Large gatherings during the Muslim holy month could see an explosion in cases of Covid-19, health experts fear, with many worshippers in particularly vulnerable older age brackets.

Social distancing precautions put in place to allow mosques to open were unlikely to be respected and the pneumonia-causing coronavirus will endanger the lives of worshippers, the letter warned.

“We fear that allowing congregational prayers in larger number in our mosques may contribute to such fatal outcomes,” said the authors, who included the secretary general of the country's medical association.

Pakistan bowed to religious pressure at the weekend and scrapped an earlier restriction limiting mosque attendances to no more than five people. The restriction had already been widely flouted and police had at times faced assault as they tried to enforce the restrictions.

The government on Saturday agreed to open mosques to larger congregations as long as they kept to a 20-point list of safety measures. Worshippers would be kept six feet apart, carpets would be removed and premises would be disinfected. If the rules appeared to be widely breached, then the government said it would consider reimposing the restrictions.

The doctors however asked the government to “review your recent decision regarding the mosques and request you to please take a step back to the previous position of only allowing up to five worshippers”.

Pakistan's relaxation had put the 220 million-strong nation at odds with other Muslim nations. Saudi Arabia, the United Arab Emirates and Iran have all announced mosques will remain closed when Ramadan starts later this week.

“The temperament of religion is different in the Sub Continent as compared to the Middle East,” said Raghib Naeemi a prominent cleric from Lahore, who said the authorities found it more difficult in Pakistan to enforce rules.

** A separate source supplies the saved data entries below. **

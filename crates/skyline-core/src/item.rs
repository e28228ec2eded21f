//! The selectable entries of the item list and their detail rendering.

use std::fmt::Write as _;

use serde::{Deserialize, Serialize};

use crate::model::{Airport, Flight, Passenger};

/// Placeholder for absent values in rendered text.
pub const NOT_AVAILABLE: &str = "N/A";

/// An entry of the item list. Which variant depends on the selected table.
#[derive(Debug, Clone, PartialEq, Serialize, Deserialize)]
#[serde(tag = "kind", rename_all = "snake_case")]
pub enum Item {
  Flight(Flight),
  Passenger(Passenger),
  Airport(Airport),
}

impl Item {
  /// One-line label shown in the item list.
  pub fn label(&self) -> String {
    match self {
      Item::Flight(f) => format!("{} -> {}", f.departure_code, f.arrival_code),
      Item::Passenger(p) => format!("{} {}", p.first_name, p.last_name),
      Item::Airport(a) => a.code.clone(),
    }
  }

  /// The label:value block shown in the detail pane, one field per line.
  ///
  /// Pure: the same item always renders to the same text.
  pub fn render_detail(&self) -> String {
    let mut s = String::new();
    // Writing to a String cannot fail.
    let _ = match self {
      Item::Flight(f) => render_flight(&mut s, f),
      Item::Passenger(p) => render_passenger(&mut s, p),
      Item::Airport(a) => render_airport(&mut s, a),
    };
    s
  }
}

fn render_flight(s: &mut String, f: &Flight) -> std::fmt::Result {
  writeln!(s, "IATA Departure: {}", f.departure_code)?;
  writeln!(s, "Departure: {}", f.departure_city)?;
  writeln!(s, "IATA Arrival: {}", f.arrival_code)?;
  writeln!(s, "Arrival: {}", f.arrival_city)?;
  writeln!(s, "Price: ${}", f.price)?;
  writeln!(s, "Distance: {}km", f.distance)
}

fn render_passenger(s: &mut String, p: &Passenger) -> std::fmt::Result {
  writeln!(s, "First name: {}", p.first_name)?;
  writeln!(s, "Last name: {}", p.last_name)?;
  writeln!(s, "Phone: +{}", p.phone)?;
  match &p.route {
    Some(r) => writeln!(s, "Flight: {}->{}", r.departure_code, r.arrival_code),
    None => writeln!(s, "Flight: {NOT_AVAILABLE}"),
  }
}

fn render_airport(s: &mut String, a: &Airport) -> std::fmt::Result {
  writeln!(s, "Code: {}", a.code)?;
  writeln!(s, "City: {}", a.city)?;
  writeln!(s, "Country: {}", a.country.as_deref().unwrap_or(NOT_AVAILABLE))?;
  writeln!(s, "Average price to destinations: ${}", format_average(a.avg_price))?;
  writeln!(
    s,
    "Average distance to destinations: {}km",
    format_average(a.avg_distance)
  )
}

/// Round to the nearest integer, or `N/A` when absent.
pub fn format_average(avg: Option<f64>) -> String {
  match avg {
    Some(v) => format!("{:.0}", v.round()),
    None => NOT_AVAILABLE.to_owned(),
  }
}

#[cfg(test)]
mod tests {
  use super::*;
  use crate::model::Route;

  fn jfk_lax() -> Flight {
    Flight {
      departure_code: "JFK".into(),
      departure_city: "New York".into(),
      arrival_code:   "LAX".into(),
      arrival_city:   "Los Angeles".into(),
      price:          320,
      distance:       3983,
    }
  }

  #[test]
  fn flight_detail_lines() {
    let item = Item::Flight(jfk_lax());
    assert_eq!(item.label(), "JFK -> LAX");
    assert_eq!(
      item.render_detail(),
      "IATA Departure: JFK\nDeparture: New York\nIATA Arrival: LAX\n\
       Arrival: Los Angeles\nPrice: $320\nDistance: 3983km\n"
    );
  }

  #[test]
  fn passenger_detail_uses_route_codes() {
    let item = Item::Passenger(Passenger {
      first_name: "Grace".into(),
      last_name:  "Hopper".into(),
      phone:      "5551234567".into(),
      route:      Some(Route {
        departure_code: "JFK".into(),
        arrival_code:   "LAX".into(),
      }),
    });
    assert_eq!(item.label(), "Grace Hopper");
    let text = item.render_detail();
    assert!(text.contains("Phone: +5551234567\n"));
    assert!(text.ends_with("Flight: JFK->LAX\n"));
  }

  #[test]
  fn passenger_without_flight_renders_placeholder() {
    let item = Item::Passenger(Passenger {
      first_name: "A".into(),
      last_name:  "B".into(),
      phone:      "0".into(),
      route:      None,
    });
    assert!(item.render_detail().ends_with("Flight: N/A\n"));
  }

  #[test]
  fn airport_detail_with_and_without_averages() {
    let mut airport = Airport {
      code:         "JFK".into(),
      city:         "New York".into(),
      country:      Some("United States".into()),
      avg_price:    Some(200.0),
      avg_distance: Some(1234.6),
    };
    let text = Item::Airport(airport.clone()).render_detail();
    assert_eq!(
      text,
      "Code: JFK\nCity: New York\nCountry: United States\n\
       Average price to destinations: $200\nAverage distance to destinations: 1235km\n"
    );

    airport.avg_price = None;
    airport.avg_distance = None;
    let text = Item::Airport(airport).render_detail();
    assert!(text.contains("Average price to destinations: $N/A\n"));
    assert!(text.contains("Average distance to destinations: N/Akm\n"));
  }

  #[test]
  fn rendering_is_deterministic() {
    let item = Item::Flight(jfk_lax());
    assert_eq!(item.render_detail(), item.clone().render_detail());
  }
}
//! Error type for `skyline-import`.

use std::path::PathBuf;

use thiserror::Error;

#[derive(Debug, Error)]
pub enum Error {
  #[error("cannot read {}: {source}", path.display())]
  Io {
    path:   PathBuf,
    #[source]
    source: std::io::Error,
  },

  /// A malformed record; `source` carries the record position.
  #[error("{origin}: {source}")]
  Csv {
    origin: String,
    #[source]
    source: csv::Error,
  },
}

pub type Result<T, E = Error> = std::result::Result<T, E>;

“In the Middle East, the authorities are very powerful in implementing rules and the religiosity has different shade in society when compared to Pakistan or India.”

Pakistan has so far recorded 209 deaths and 9,749 cases. A lack of testing and the difficult task of spotting cases in a country with a chronically underfunded public health system means those figures are thought to be large underestimates.

Mr Khan has framed his reluctance to shut mosques as a civil liberties issue.

"Do we forcefully tell them to not go to mosques? And if they go, will the police put worshippers in jail? This does not happen in an independent society,” he said at the weekend.

But Pakistani administrations have long found it difficult to stand up to populist hardline religious parties who can command large, dedicated followings and mobilise huge crowds.

A partial relaxation of Pakistan's lockdown on businesses is also thought to have emboldened the devout. Muhammad Jameel, an Islamabad shopkeeper, said if people were attending markets, they should be allowed to attend mosques.

“We will go to pray. We cannot leave this opportunity of a blessing and God will help us,” he said.